- _ASSIGNED TASK_: Only the lines from the one with "impl NgramFeatureApply for" to the end of the data below should be given again, exactly as written.

- _GIVEN ENTRIES_:
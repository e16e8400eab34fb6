//! Full ngram feature combinations

use serde::{Deserialize, Serialize};
use smallvec::{SmallVec, smallvec};

use crate::api::NgramFeatureApply;
use crate::context::Position;
use crate::hashing::{SEED, finish, mix};

/// One full ngram feature.
///
/// `arguments[k]` is the primitive slot read from position `tk`, so a unigram reads
/// `t0`, a bigram `t0` and `t1`, a trigram all three positions.
#[derive(Debug, Clone, PartialEq, Eq, Serialize, Deserialize)]
pub struct NgramFeature {
    /// Output index the feature id is written to
    pub index: u32,
    /// Primitive slot per position, starting at t0
    pub arguments: SmallVec<[u32; 3]>,
}

impl NgramFeature {
    /// Feature reading `t0[t0]`
    pub fn unigram(index: u32, t0: u32) -> Self {
        Self {
            index,
            arguments: smallvec![t0],
        }
    }

    /// Feature reading `t0[t0]` and `t1[t1]`
    pub fn bigram(index: u32, t0: u32, t1: u32) -> Self {
        Self {
            index,
            arguments: smallvec![t0, t1],
        }
    }

    /// Feature reading one slot of each position
    pub fn trigram(index: u32, t0: u32, t1: u32, t2: u32) -> Self {
        Self {
            index,
            arguments: smallvec![t0, t1, t2],
        }
    }

    /// Number of positions combined
    pub fn order(&self) -> usize {
        self.arguments.len()
    }

    /// Hash tag separating orders from each other
    pub fn tag(&self) -> u64 {
        self.order() as u64
    }

    /// `(position, slot)` pairs in combination order
    pub fn reads(&self) -> impl Iterator<Item = (Position, u32)> + '_ {
        Position::ALL.into_iter().zip(self.arguments.iter().copied())
    }

    #[inline]
    fn evaluate(&self, t2: &[u64], t1: &[u64], t0: &[u64]) -> u32 {
        let mut state = mix(mix(SEED, u64::from(self.index)), self.tag());
        for (position, slot) in self.reads() {
            state = mix(state, position.select(t2, t1, t0)[slot as usize]);
        }
        finish(state)
    }
}

/// Interpreted evaluator over a list of [`NgramFeature`]s
#[derive(Debug, Clone, Default, PartialEq, Eq)]
pub struct NgramDynamicFeatureApply {
    features: Vec<NgramFeature>,
}

impl NgramDynamicFeatureApply {
    /// Create an evaluator; features are evaluated in the given order
    pub fn new(features: Vec<NgramFeature>) -> Self {
        Self { features }
    }

    /// Declared features
    pub fn features(&self) -> &[NgramFeature] {
        &self.features
    }
}

impl NgramFeatureApply for NgramDynamicFeatureApply {
    fn output_width(&self) -> usize {
        self.features
            .iter()
            .map(|f| f.index as usize + 1)
            .max()
            .unwrap_or(0)
    }

    fn apply(&self, result: &mut [u32], t2: &[u64], t1: &[u64], t0: &[u64]) {
        for feature in &self.features {
            result[feature.index as usize] = feature.evaluate(t2, t1, t0);
        }
    }
}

- _TASK RESPONSE_:
impl NgramFeatureApply for NgramDynamicFeatureApply {
    fn output_width(&self) -> usize {
        self.features
            .iter()
            .map(|f| f.index as usize + 1)
            .max()
            .unwrap_or(0)
    }

    fn apply(&self, result: &mut [u32], t2: &[u64], t1: &[u64], t0: &[u64]) {
        for feature in &self.features {
            result[feature.index as usize] = feature.evaluate(t2, t1, t0);
        }
    }
}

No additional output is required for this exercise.